Text (Transcript of welcome speech delivered via videotape):

Hello!

Thank you for letting me contribute to your symposium even though I can’t be present. You know there’s one thing that we’ve all gained from Laban Movement, and that is how to move well, whether it’s how we walk...or play...or work...or, of course, ummm..., but particularly how we embody the spirit of dance into our everyday life. The key is movement literacy; and here at this gathering we have the most movement literate people in the world. And the world needs you.

We also have needs. Firstly, to convey (to the 99.9% of the world population that doesn’t understand how movement can be studied) that to be literate in movement is as desirable as to be literate in respect to the language of words. It helps to promote this, I think, if we set a good example in how we move. And I think, in the main, we do that. You, lots of you I’m sure, move a lot better than I do, but at least I try to keep movement alive. Secondly, we need to recognize that the world needs us and that there is a lot of scope.

Moving Forward with Motive can be a rallying call. How do we rally ourselves to work together more and have a community spirit? Well, we can dance together and have movement choirs and that’s wonderful, it helps, but we can’t rely upon that. Nor can we rely upon constantly talking about it. It’s like a couple who are living together and one keeps saying to the other, “Darling, we must foster a spirit of love between us.” They’d be throwing things at each other in no time at all!

So what can we do in order to rally ourselves? Of course if there was a crisis, then......(there’s nothing like a crisis for concentrating the mind and getting everybody to work together.) Alternatively, there are two suggestions I would like to make. One is that we acknowledge our Laban heritage, particularly in respect to the uniqueness of what he offered.

The Laban movement is truly unique. If there’s a big orchard, does it matter whether some pick apples and some pick pears; some climb ladders, others climb the trees? The Laban orchard is very big and fruity, and there are a lot of markets available to us. And, two, whatever market, whatever your approach is in respect to movement, then we should recognize that we should go for it! But it’s difficult if in doing so there is little-mindedness over difference in interpretations, if there is destructive criticism or negative competitiveness. So why not have big-mindedness in respect to our differences? Let’s have constructive criticism. And let’s have friendly competitiveness.

Therefore, my message to the symposium is: Whatever it is that you’re doing, then go for it! Promote it! Really share it if you can. Make money out of it if you can! Write about it. Publish. Really get as much going as you possibly can. If we do that, then I think we can truly exploit the scope available to us, we can be true to our Laban heritage and we can really begin to fulfill the great potential.

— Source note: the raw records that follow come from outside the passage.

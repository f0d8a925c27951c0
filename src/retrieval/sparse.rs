//! Sparse retrieval side of the local index
//!
//! BM25 full-text search via an in-RAM tantivy index. The index is
//! rebuilt from chunk records at startup and never modified afterwards.

use anyhow::{Context, Result};
use std::collections::HashMap;
use tantivy::collector::TopDocs;
use tantivy::query::QueryParser;
use tantivy::schema::*;
use tantivy::{doc, Index, IndexReader, IndexWriter, ReloadPolicy};

use crate::data::ChunkRecord;
use crate::retrieval::{ChunkPayload, ScoredPoint};

/// Sparse index: BM25 over every chunk's text.
pub struct SparseIndex {
    index: Index,
    reader: IndexReader,
    content_field: Field,
    chunk_id_field: Field,
    payloads: HashMap<String, ChunkPayload>,
}

impl SparseIndex {
    /// Build an in-RAM BM25 index from chunk records.
    pub fn build(records: &[ChunkRecord]) -> Result<Self> {
        if records.is_empty() {
            anyhow::bail!("Cannot build sparse index with no chunks");
        }

        tracing::debug!("Building sparse index: {} chunks", records.len());

        let mut schema_builder = Schema::builder();
        let chunk_id_field = schema_builder.add_text_field("chunk_id", STRING | STORED);
        let content_field = schema_builder.add_text_field("content", TEXT);
        let schema = schema_builder.build();

        let index = Index::create_in_ram(schema);
        let mut writer: IndexWriter = index
            .writer(50_000_000)
            .context("Failed to create index writer")?;

        let mut payloads = HashMap::new();
        for record in records {
            writer.add_document(doc!(
                chunk_id_field => record.chunk_id.clone(),
                content_field => record.text.clone(),
            ))?;
            payloads.insert(record.chunk_id.clone(), ChunkPayload::from(record));
        }
        writer.commit()?;

        let reader = index
            .reader_builder()
            .reload_policy(ReloadPolicy::Manual)
            .try_into()?;
        reader.reload()?;

        Ok(Self {
            index,
            reader,
            content_field,
            chunk_id_field,
            payloads,
        })
    }

    /// Query the index, returning up to `limit` candidates ranked by BM25.
    ///
    /// Parsing is lenient: question marks and other operators in free-text
    /// queries are ignored rather than rejected.
    pub fn query(&self, query: &str, limit: usize) -> Result<Vec<ScoredPoint>> {
        let searcher = self.reader.searcher();

        let query_parser = QueryParser::for_index(&self.index, vec![self.content_field]);
        let (parsed, _errors) = query_parser.parse_query_lenient(query);

        let top_docs = searcher.search(&parsed, &TopDocs::with_limit(limit.max(1)))?;

        let mut results = Vec::new();
        for (score, doc_address) in top_docs {
            let retrieved: tantivy::TantivyDocument = searcher.doc(doc_address)?;
            let chunk_id = retrieved
                .get_first(self.chunk_id_field)
                .and_then(|value| value.as_str());

            if let Some(chunk_id) = chunk_id {
                if let Some(payload) = self.payloads.get(chunk_id) {
                    results.push(ScoredPoint {
                        id: chunk_id.to_string(),
                        score,
                        rank: results.len() + 1,
                        payload: payload.clone(),
                    });
                }
            }
        }

        Ok(results)
    }
}

#[cfg(test)]
mod tests {
    use super::*;
    use crate::retrieval::test_records;

    #[test]
    fn test_sparse_build_and_query() {
        let index = SparseIndex::build(&test_records()).unwrap();

        let results = index.query("Water Stone", 2).unwrap();

        assert!(!results.is_empty());
        assert_eq!(results[0].id, "eevee_chunk_1");
        assert_eq!(results[0].rank, 1);
    }

    #[test]
    fn test_sparse_lenient_query_parsing() {
        let index = SparseIndex::build(&test_records()).unwrap();

        // Free-text punctuation must not fail the parse.
        let results = index.query("What type is Pikachu?", 3).unwrap();
        assert!(results.iter().any(|point| point.id == "pikachu_chunk_1"));
    }

    #[test]
    fn test_sparse_no_match_is_empty() {
        let index = SparseIndex::build(&test_records()).unwrap();

        let results = index.query("xyzzy", 3).unwrap();
        assert!(results.is_empty());
    }
}
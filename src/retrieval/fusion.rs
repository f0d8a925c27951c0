//! Reciprocal rank fusion over dense and sparse candidates
//!
//! Issues both queries against the vector index, scores every candidate
//! by `Σ 1/(C + rank)` across the lists it appears in, and returns the
//! top `k` with deterministic ordering (score descending, id ascending).

use std::cmp::Ordering;
use std::collections::HashMap;
use std::sync::Arc;

use serde::{Deserialize, Serialize};

use crate::config::RetrievalConfig;
use crate::error::RagError;
use crate::retrieval::{ChunkPayload, EvidenceSource, ScoredPoint, VectorIndex};

/// One fused candidate.
#[derive(Debug, Clone, Serialize, Deserialize)]
pub struct FusedHit {
    /// Chunk identifier.
    pub id: String,
    /// Fused RRF score (higher is more relevant).
    pub score: f32,
    /// Chunk payload with the snippet truncated for display.
    pub payload: ChunkPayload,
    /// Always [`EvidenceSource::Vector`].
    pub source: EvidenceSource,
}

/// Ordered, deduplicated fusion output. At most `k` hits.
#[derive(Debug, Clone, Default, Serialize, Deserialize)]
pub struct FusionResult {
    pub hits: Vec<FusedHit>,
}

impl FusionResult {
    /// Number of fused hits.
    pub fn len(&self) -> usize {
        self.hits.len()
    }

    /// True when fusion produced no hits.
    pub fn is_empty(&self) -> bool {
        self.hits.is_empty()
    }
}

/// Hybrid retriever fusing dense and sparse rankings with RRF.
pub struct FusionRetriever {
    index: Arc<dyn VectorIndex>,
    config: RetrievalConfig,
}

impl FusionRetriever {
    /// Create a fusion retriever over the given index.
    pub fn new(index: Arc<dyn VectorIndex>, config: RetrievalConfig) -> Self {
        Self { index, config }
    }

    /// Run a fused search returning at most `k` hits.
    ///
    /// Both candidate lists are fetched at `prefetch_factor · k` so items
    /// ranked deep in one method can still surface after fusion. Index
    /// failures propagate as [`RagError::Retrieval`].
    pub fn search(&self, query: &str, k: usize) -> Result<FusionResult, RagError> {
        if k == 0 {
            return Err(RagError::Retrieval(anyhow::anyhow!(
                "fusion search requires k >= 1"
            )));
        }

        let fetch = self.config.prefetch_factor * k;
        let dense = self
            .index
            .query_dense(query, fetch)
            .map_err(RagError::Retrieval)?;
        let sparse = self
            .index
            .query_sparse(query, fetch)
            .map_err(RagError::Retrieval)?;

        tracing::debug!(
            "Fusion candidates: {} dense, {} sparse",
            dense.len(),
            sparse.len()
        );

        let mut hits = self.fuse(&[dense, sparse]);
        hits.truncate(k);

        for hit in &mut hits {
            truncate_snippet(&mut hit.payload.text, self.config.snippet_chars);
        }

        Ok(FusionResult { hits })
    }

    /// Apply reciprocal rank fusion across the given ranked lists.
    ///
    /// Rank is the 1-based position within each list; items absent from a
    /// list contribute nothing for it. Ties are broken by id so repeated
    /// invocations order identically.
    fn fuse(&self, lists: &[Vec<ScoredPoint>]) -> Vec<FusedHit> {
        let mut scores: HashMap<String, (f32, ChunkPayload)> = HashMap::new();

        for list in lists {
            for (position, point) in list.iter().enumerate() {
                let rrf = 1.0 / (self.config.rrf_k + (position + 1) as f32);
                scores
                    .entry(point.id.clone())
                    .and_modify(|(score, _)| *score += rrf)
                    .or_insert((rrf, point.payload.clone()));
            }
        }

        let mut fused: Vec<FusedHit> = scores
            .into_iter()
            .map(|(id, (score, payload))| FusedHit {
                id,
                score,
                payload,
                source: EvidenceSource::Vector,
            })
            .collect();

        fused.sort_by(|a, b| {
            b.score
                .partial_cmp(&a.score)
                .unwrap_or(Ordering::Equal)
                .then_with(|| a.id.cmp(&b.id))
        });

        fused
    }
}

/// Truncate text to a character budget on a char boundary.
fn truncate_snippet(text: &mut String, max_chars: usize) {
    if let Some((byte_idx, _)) = text.char_indices().nth(max_chars) {
        text.truncate(byte_idx);
        text.push_str("...");
    }
}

There is one thing, however, I’d like to mention: That the Laban heritage is movement, and its uniqueness is in respect to movement as a process of variation. Laban himself described movement as “a state of flux,” which we can, perhaps, capture as we do with motif writing and notation, but which we cannot pin down. Therefore, let’s accept this scope and uniqueness that’s available to us. Let’s be clear about the nature of the opportunity and the differing interpretations available. But, primarily, let’s go forward with vision as to what can be accomplished, and, at the same time, why don’t we celebrate all that’s been achieved so far.